I N D E X
They "are Christ's" now and here, born not of the will of man but of God. Conduct does not make them His,
for they are His by birth. Their standing is in grace and not of works. They are His also by purchase (Acts
xx. 28; I Pet. i. 19); and seven times in John xvii does the Saviour declare that they are His by gift. Hence
when they fall asleep they are still called "the dead in Christ" (I Thess. iv. 16), and when they rise again they
are still spoken of as "they that are Christ's at His coming."  21
No wonder then that the Resurrection from the dead becomes the one all-powerful Hope of the Church, and
is bound up inseparably with the Lord's second advent.
It was this that Paul longed for in Phil. iii. 11, when he said "if by any means I might attain unto the
resurrection of the dead." If the wicked dead be raised at the same time we can hardly understand this
earnest desire. If all rise at one and the same time, of course he would rise, and there was no cause of such a
desire. But if the Saints are to rise "first," then there is every reason why he should so earnestly long to be
amongst those who on this account are pronounced "blessed and holy." The words which he uses here are
important and peculiar, for he takes the ordinary word "Resurrection" and prefixed a preposition which
means "out of" and repeats the same preposition by itself after it, so that the verse really reads "If by any
means I might attain unto the out-resurrection, that one from among the dead"! But why all this desire, and
why this force of language, if all the dead rise together?
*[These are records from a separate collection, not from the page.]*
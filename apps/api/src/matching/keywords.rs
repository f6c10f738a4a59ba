//! Keyword matching between a job description and a résumé.
//!
//! Algorithm:
//! 1. Job keywords = vocabulary terms contained (case-insensitively) in the job text.
//! 2. Each job keyword is `matched` if the résumé text contains it, else `missing`.
//! 3. `match_score = round(matched / max(job_keywords, 1) * 100)`, clamped to 0..=100.
//!
//! Because matching is containment against a fixed vocabulary, adding text to the
//! résumé can only move keywords from `missing` to `matched`.

use serde::{Deserialize, Serialize};

use crate::matching::vocabulary::{vocabulary, TermCategory};

/// Maximum number of missing terms named in a recommendation.
const RECOMMENDATION_TERMS: usize = 5;

#[derive(Debug, Clone, PartialEq, Eq, Serialize, Deserialize)]
pub struct KeywordMatch {
    /// Job keywords present in the résumé, in vocabulary order.
    pub matched: Vec<String>,
    /// Job keywords absent from the résumé, in vocabulary order.
    pub missing: Vec<String>,
    pub match_score: u32, // 0 – 100
}

impl KeywordMatch {
    pub fn total_job_keywords(&self) -> usize {
        self.matched.len() + self.missing.len()
    }
}

/// Match result plus guidance for improving the résumé without a model.
#[derive(Debug, Clone, PartialEq, Eq, Serialize, Deserialize)]
pub struct KeywordReport {
    #[serde(flatten)]
    pub keywords: KeywordMatch,
    pub total_job_keywords: usize,
    pub missing_soft_skills: Vec<String>,
    pub recommendation: String,
}

#[derive(Debug, Clone, PartialEq, Eq, Serialize, Deserialize)]
pub struct KeywordCount {
    pub term: String,
    pub category: TermCategory,
    pub occurrences: usize,
}

pub fn match_keywords(job_text: &str, resume_text: &str) -> KeywordMatch {
    let job = job_text.to_lowercase();
    let resume = resume_text.to_lowercase();

    let (matched, missing): (Vec<&str>, Vec<&str>) = vocabulary()
        .map(|t| t.term)
        .filter(|term| job.contains(term))
        .partition(|term| resume.contains(term));

    let total = (matched.len() + missing.len()).max(1);
    let match_score = ((matched.len() as f32 / total as f32) * 100.0).round() as u32;

    KeywordMatch {
        matched: matched.into_iter().map(String::from).collect(),
        missing: missing.into_iter().map(String::from).collect(),
        match_score: match_score.min(100),
    }
}

/// Runs `match_keywords` and attaches a human-readable recommendation.
pub fn keyword_report(job_text: &str, resume_text: &str) -> KeywordReport {
    let keywords = match_keywords(job_text, resume_text);
    let missing_soft_skills = vocabulary()
        .filter(|t| t.category == TermCategory::SoftSkill)
        .map(|t| t.term)
        .filter(|term| keywords.missing.iter().any(|m| m == term))
        .map(String::from)
        .collect();
    let recommendation = build_recommendation(&keywords);

    KeywordReport {
        total_job_keywords: keywords.total_job_keywords(),
        keywords,
        missing_soft_skills,
        recommendation,
    }
}

/// Vocabulary terms found in `text` with their occurrence counts,
/// most frequent first (ties keep vocabulary order).
pub fn keyword_density(text: &str) -> Vec<KeywordCount> {
    let lower = text.to_lowercase();
    let mut counts: Vec<KeywordCount> = vocabulary()
        .filter_map(|t| {
            let occurrences = lower.matches(t.term).count();
            (occurrences > 0).then(|| KeywordCount {
                term: t.term.to_string(),
                category: t.category,
                occurrences,
            })
        })
        .collect();
    counts.sort_by(|a, b| b.occurrences.cmp(&a.occurrences));
    counts
}

fn build_recommendation(keywords: &KeywordMatch) -> String {
    if keywords.total_job_keywords() == 0 {
        return "No recognised keywords found in the job description.".to_string();
    }

    let summary = if keywords.match_score >= 80 {
        "Strong keyword coverage."
    } else if keywords.match_score >= 60 {
        "Moderate keyword coverage."
    } else {
        "Low keyword coverage."
    };

    if keywords.missing.is_empty() {
        return format!("{summary} Every job keyword already appears in the résumé.");
    }

    let named: Vec<&str> = keywords
        .missing
        .iter()
        .take(RECOMMENDATION_TERMS)
        .map(String::as_str)
        .collect();
    let more = keywords.missing.len().saturating_sub(RECOMMENDATION_TERMS);
    let suffix = if more > 0 {
        format!(" (and {more} more)")
    } else {
        String::new()
    };
    format!(
        "{summary} Consider adding, where accurate: {}{suffix}.",
        named.join(", ")
    )
}

#[cfg(test)]
mod tests {
    use super::*;

    const JOB: &str = "Senior backend engineer: Python, Redis, Kubernetes and AWS. \
                       Strong communication and mentoring expected.";

    #[test]
    fn test_self_match_is_100() {
        let m = match_keywords(JOB, JOB);
        assert_eq!(m.match_score, 100);
        assert!(m.missing.is_empty());
        assert_eq!(m.matched.len(), 6);
    }

    #[test]
    fn test_partial_match() {
        let m = match_keywords(JOB, "Built Python services on AWS.");
        assert_eq!(m.matched, vec!["python", "aws"]);
        assert_eq!(m.missing, vec!["redis", "kubernetes", "communication", "mentoring"]);
        // 2 / 6 = 33.3%
        assert_eq!(m.match_score, 33);
    }

    #[test]
    fn test_case_insensitive() {
        let m = match_keywords("KUBERNETES", "kubernetes");
        assert_eq!(m.match_score, 100);
    }

    #[test]
    fn test_score_monotonic_as_keywords_added() {
        let mut resume = String::from("Engineer.");
        let mut last = match_keywords(JOB, &resume).match_score;
        for kw in ["python", "aws", "kubernetes", "redis", "mentoring", "communication"] {
            resume.push(' ');
            resume.push_str(kw);
            let score = match_keywords(JOB, &resume).match_score;
            assert!(score >= last, "score dropped from {last} to {score}");
            last = score;
        }
        assert_eq!(last, 100);
    }

    #[test]
    fn test_job_without_keywords_scores_zero() {
        let m = match_keywords("We are hiring.", "anything");
        assert_eq!(m.match_score, 0);
        assert_eq!(m.total_job_keywords(), 0);
    }

    #[test]
    fn test_report_recommendation_names_missing_terms() {
        let report = keyword_report(JOB, "Python");
        assert!(report.recommendation.starts_with("Low keyword coverage."));
        assert!(report.recommendation.contains("redis"));
        assert_eq!(report.total_job_keywords, 6);
        assert_eq!(report.missing_soft_skills, vec!["communication", "mentoring"]);
    }

    #[test]
    fn test_report_strong_coverage() {
        let report = keyword_report(JOB, JOB);
        assert!(report.recommendation.starts_with("Strong keyword coverage."));
    }

    #[test]
    fn test_report_flattens_match_fields() {
        let json = serde_json::to_value(keyword_report(JOB, "Python")).unwrap();
        assert_eq!(json["match_score"], 17);
        assert!(json["matched"].is_array());
    }

    #[test]
    fn test_keyword_density_orders_by_frequency() {
        let counts = keyword_density("Python, AWS, python scripts, and more Python.");
        assert_eq!(counts[0].term, "python");
        assert_eq!(counts[0].occurrences, 3);
        assert_eq!(counts[1].term, "aws");
        assert_eq!(counts[1].category, TermCategory::Technical);
    }
}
Why not say "from death" or "from the grave"?
instead of, "out from among the dead" unless it be to show (as in Rev. xx. 5), that "the rest of the dead lived
not again until the 1,000 years were finished."
Surely our Lord referred to the same truth when He said "The children of this world  22 marry and are given in
marriage; but they which shall be accounted worthy to obtain that world,23 and the resurrection from the
dead, neither marry nor are given in marriage; neither can they die any more; for they are equal unto the
angels; and are the children of God, being the children of the Resurrection" (Luke xx. 34-36). It is clear that
some are not accounted worthy. But the article before and after the word "Resurrection," and the
preposition "from" or from among or out of, gives the same emphasis on which Paul's hope was based.
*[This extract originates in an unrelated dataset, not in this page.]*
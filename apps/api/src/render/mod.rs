// Render Plan: the backend-agnostic output handed to a drawing collaborator.

pub mod plan;

pub use plan::{DrawBlock, Marker, PageSize, RenderPlan, StyleRef};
We can understand also why the Disciples should question "one with another what the rising FROM the
dead should mean" (Mark ix. 10), because here Jesus uses the same preposition before the words "the
dead," and thus occasions their perplexity. They would have felt no such difficulty about the fact of a
resurrection, or a resurrection OF dead ones. This truth they were familiar with. Jesus said to Mary "Thy
brother shall rise again," and she replied, "I know that he shall rise again in the resurrection at the last day"
(John xi. 23, 24). But a Resurrection "out of" the dead, leaving other dead ones behind, was a new revelation
to them and caused the disciples to question among themselves what "from" the dead should mean.
We ought to observe here, as final and conclusive, that when ever this "first" resurrection of the Saints is
spoken of, this preposition "out of" or "from among" is always used in the Greek, though not always
preserved in the A.V. And further that whenever the resurrection of "the rest of the dead" is mentioned, or
the Resurrection itself, as a fact, this proposition is not used, and it reads simply "the Resurrection of dead
ones."
21
Those who hold that any of the members of Christ's body the Church will be left behind to pass through
the great tribulation or any part of it (1) fail to see how completely the members of His body are His by birth
and covenant relation, and not by conduct; and (2) are not clear as to the sense in which they use the word
Church. It is by no means necessary to include those who will pass through and be saved out of the great
Tribulation in "the Church." The Church will not include all the saved.
22
R.V. Margin "Age."
23
Ibid.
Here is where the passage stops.